== Dataset extract ==
[Start of section]

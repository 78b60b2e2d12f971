use axum::{
    extract::{Path, State},
    http::StatusCode,
    Json,
};
use chrono::{DateTime, Utc};
use common::types::VerificationHistory;
use serde::{Deserialize, Serialize};
use std::sync::Arc;

use crate::api::{error_response, internal_error, ApiError, AppState};

pub const ADMIN_SOURCE: &str = "admin";

#[derive(Debug, Serialize)]
pub struct VerificationResponse {
    pub user_id: i64,
    pub is_verified: bool,
    pub verified_seconds: i64,
    pub first_verified: Option<DateTime<Utc>>,
    pub most_recent_verified: Option<DateTime<Utc>>,
    pub history: Vec<VerificationHistory>,
}

#[derive(Debug, Deserialize)]
pub struct SetVerificationRequest {
    pub is_verified: bool,
    pub reason: Option<String>,
}

async fn ensure_user(state: &AppState, user_id: i64) -> Result<(), ApiError> {
    match state.users.get_user(user_id).await {
        Ok(Some(_)) => Ok(()),
        Ok(None) => Err(error_response(
            StatusCode::NOT_FOUND,
            format!("user {user_id} not found"),
        )),
        Err(e) => Err(internal_error(&e)),
    }
}

pub async fn get_verification(
    State(state): State<Arc<AppState>>,
    Path(user_id): Path<i64>,
) -> Result<Json<VerificationResponse>, ApiError> {
    ensure_user(&state, user_id).await?;

    let repo = &state.verification;
    let history = repo
        .get_history_for_user(user_id)
        .await
        .map_err(|e| internal_error(&e))?;
    let verified = repo
        .calculate_verified_duration(user_id)
        .await
        .map_err(|e| internal_error(&e))?;
    let dates = repo
        .get_verification_dates(user_id)
        .await
        .map_err(|e| internal_error(&e))?;

    Ok(Json(VerificationResponse {
        user_id,
        is_verified: history.last().is_some_and(|r| r.is_verified),
        verified_seconds: verified.num_seconds(),
        first_verified: dates.first_verified,
        most_recent_verified: dates.most_recent_verified,
        history,
    }))
}

/// Admin verify/unverify. Re-sending the current status is a no-op that
/// returns the existing record.
pub async fn set_verification(
    State(state): State<Arc<AppState>>,
    Path(user_id): Path<i64>,
    Json(req): Json<SetVerificationRequest>,
) -> Result<Json<VerificationHistory>, ApiError> {
    ensure_user(&state, user_id).await?;

    let record = state
        .verification
        .add_verification_record(
            user_id,
            req.is_verified,
            req.reason,
            Some(ADMIN_SOURCE.to_string()),
        )
        .await
        .map_err(|e| internal_error(&e))?;
    state
        .users
        .set_verified(user_id, req.is_verified)
        .await
        .map_err(|e| internal_error(&e))?;

    tracing::info!(user_id, is_verified = req.is_verified, "admin verification update");
    Ok(Json(record))
}
mod maintenance;
mod tracker;
mod verification_recheck;

pub use maintenance::*;
pub use verification_recheck::*;
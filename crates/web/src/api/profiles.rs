use axum::{
    extract::{Path, State},
    Json,
};
use common::types::PerformanceScore;
use std::sync::Arc;

use crate::api::AppState;

/// Scoring never fails: unknown and ineligible users come back unrated.
pub async fn get_performance(
    State(state): State<Arc<AppState>>,
    Path(user_id): Path<i64>,
) -> Json<PerformanceScore> {
    Json(state.performance.calculate_performance_score(user_id).await)
}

[End of section]

== How to complete this task ==
Only the lines from the first line of the material above through the line that contains "#[derive(Debug, Serialize)]" should be quoted, each one exactly.

== Result for this exercise ==
repository 78b60b2e2d12f971
use axum::{
    extract::{Path, State},
    http::StatusCode,
    Json,
};
use chrono::{DateTime, Utc};
use common::types::VerificationHistory;
use serde::{Deserialize, Serialize};
use std::sync::Arc;

use crate::api::{error_response, internal_error, ApiError, AppState};

pub const ADMIN_SOURCE: &str = "admin";

#[derive(Debug, Serialize)]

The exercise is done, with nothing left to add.